--- Description of the task ---
The answer is the line that contains "pub mod transforms;" followed by every later line of the entries below, each repeated exactly, and nothing else.

[Records drawn from a dataset]
════

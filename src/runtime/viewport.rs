//! Virtualized viewport over the flattened block list.
//!
//! Keeps tail-following and scroll-offset clamping deterministic. Every transition returns a
//! fresh [`ViewportState`]; the offset is clamped to `0..=max(0, total - max_visible)` after
//! each one.

use tracing::debug;

use crate::core::block::Block;

/// Terminal rows assumed per block when budgeting the visible slice.
pub const ROWS_PER_BLOCK: usize = 4;
pub const MIN_VISIBLE_BLOCKS: usize = 3;
pub const DEFAULT_OVERSCAN: usize = 3;

/// Visible block budget for a viewport of `view_rows` terminal rows.
pub fn max_visible(view_rows: usize) -> usize {
    (view_rows / ROWS_PER_BLOCK).max(MIN_VISIBLE_BLOCKS)
}

fn max_offset(total: usize, max_visible: usize) -> usize {
    total.saturating_sub(max_visible)
}

/// Discrete scroll requests decoded by the keyboard layer.
#[derive(Debug, Clone, Copy, PartialEq, Eq)]
pub enum ScrollIntent {
    Up,
    Down,
    PageUp,
    PageDown,
    Top,
    Bottom,
}

#[derive(Debug, Clone, Copy, PartialEq, Eq)]
pub enum ScrollMode {
    AutoScrolling,
    Paused,
}

#[derive(Debug, Clone, Copy, PartialEq, Eq)]
pub struct ViewportState {
    pub scroll_offset: usize,
    pub auto_scroll: bool,
}

impl Default for ViewportState {
    fn default() -> Self {
        Self {
            scroll_offset: 0,
            auto_scroll: true,
        }
    }
}

impl ViewportState {
    pub fn mode(&self) -> ScrollMode {
        if self.auto_scroll {
            ScrollMode::AutoScrolling
        } else {
            ScrollMode::Paused
        }
    }

    /// Snaps to the tail while auto-scrolling; otherwise only clamps.
    #[must_use]
    pub fn on_blocks_changed(self, total: usize, max_visible: usize) -> Self {
        let bound = max_offset(total, max_visible);
        if self.auto_scroll {
            Self {
                scroll_offset: bound,
                auto_scroll: true,
            }
        } else {
            Self {
                scroll_offset: self.scroll_offset.min(bound),
                auto_scroll: false,
            }
        }
    }

    /// Pauses following and moves one block up, floored at zero.
    #[must_use]
    pub fn scroll_up(self, total: usize, max_visible: usize) -> Self {
        self.move_up(1, total, max_visible)
    }

    /// Moves one block down; reaching the last page resumes following.
    #[must_use]
    pub fn scroll_down(self, total: usize, max_visible: usize) -> Self {
        self.move_down(1, total, max_visible)
    }

    #[must_use]
    pub fn page_up(self, total: usize, max_visible: usize) -> Self {
        self.move_up(max_visible.max(1), total, max_visible)
    }

    #[must_use]
    pub fn page_down(self, total: usize, max_visible: usize) -> Self {
        self.move_down(max_visible.max(1), total, max_visible)
    }

    #[must_use]
    pub fn jump_top(self) -> Self {
        Self {
            scroll_offset: 0,
            auto_scroll: false,
        }
    }

    #[must_use]
    pub fn jump_bottom(self, total: usize, max_visible: usize) -> Self {
        Self {
            scroll_offset: max_offset(total, max_visible),
            auto_scroll: true,
        }
    }

    #[must_use]
    pub fn apply(self, intent: ScrollIntent, total: usize, max_visible: usize) -> Self {
        let next = match intent {
            ScrollIntent::Up => self.scroll_up(total, max_visible),
            ScrollIntent::Down => self.scroll_down(total, max_visible),
            ScrollIntent::PageUp => self.page_up(total, max_visible),
            ScrollIntent::PageDown => self.page_down(total, max_visible),
            ScrollIntent::Top => self.jump_top(),
            ScrollIntent::Bottom => self.jump_bottom(total, max_visible),
        };
        if next.auto_scroll != self.auto_scroll {
            debug!(
                ?intent,
                mode = ?next.mode(),
                offset = next.scroll_offset,
                "viewport mode changed"
            );
        }
        next
    }

    fn move_up(self, step: usize, total: usize, max_visible: usize) -> Self {
        let bound = max_offset(total, max_visible);
        Self {
            scroll_offset: self.scroll_offset.min(bound).saturating_sub(step),
            auto_scroll: false,
        }
    }

    fn move_down(self, step: usize, total: usize, max_visible: usize) -> Self {
        let bound = max_offset(total, max_visible);
        let next = self.scroll_offset.saturating_add(step);
        if next >= bound {
            Self {
                scroll_offset: bound,
                auto_scroll: true,
            }
        } else {
            Self {
                scroll_offset: next,
                auto_scroll: self.auto_scroll,
            }
        }
    }

    fn clamped(self, total: usize, max_visible: usize) -> Self {
        Self {
            scroll_offset: self.scroll_offset.min(max_offset(total, max_visible)),
            ..self
        }
    }
}

/// Clamps `state` against `blocks` and returns the slice to draw plus the clamped state.
///
/// The slice holds up to `max_visible + overscan` blocks starting at the scroll offset.
pub fn compute_visible(
    blocks: &[Block],
    state: ViewportState,
    max_visible: usize,
    overscan: usize,
) -> (&[Block], ViewportState) {
    let state = state.clamped(blocks.len(), max_visible);
    let start = state.scroll_offset;
    let end = blocks
        .len()
        .min(start.saturating_add(max_visible).saturating_add(overscan));
    (&blocks[start..end], state)
}
//! # Auth Module
//!
//! Session state and login flows for the dashboard:
//! - Password, Google and LINE logins
//! - Session bootstrap from persisted credentials, with revalidation
//! - Logout and soft identity refresh
//! - Route guarding for protected and login views

pub mod api;
pub mod credentials;
#[cfg(any(test, feature = "demo-login"))]
pub mod demo;
pub mod error;
pub mod line;
pub mod models;
pub mod session;


pub use api::AuthApi;
pub use credentials::CredentialStore;
#[cfg(any(test, feature = "demo-login"))]
pub use demo::DemoLogin;
pub use error::{AuthError, LineCallbackError};
pub use line::{LineCallback, LineOAuth};
pub use models::{AuthRole, AuthUser, Route, View};
pub use session::{route_for, SessionManager, SessionState, SessionStatus};
//! # API Module
//!
//! Everything that talks to the TalkToLead backend:
//! - `client`: authenticated HTTP with error mapping and GET retries
//! - `endpoints`: backend paths
//! - `models`: wire records as the backend sends them
//! - `transforms`: wire records to view models
//! - `resources`: typed resource calls returning view models

pub mod client;
pub mod endpoints;
pub mod models;
pub mod resources;
pub mod transforms;


pub use client::{ApiClient, RequestOptions, RetryPolicy};
pub use resources::{DashboardClient, DEFAULT_POLL_INTERVAL};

════

--- Result for this task ---
pub mod transforms;


pub use client::{ApiClient, RequestOptions, RetryPolicy};
pub use resources::{DashboardClient, DEFAULT_POLL_INTERVAL};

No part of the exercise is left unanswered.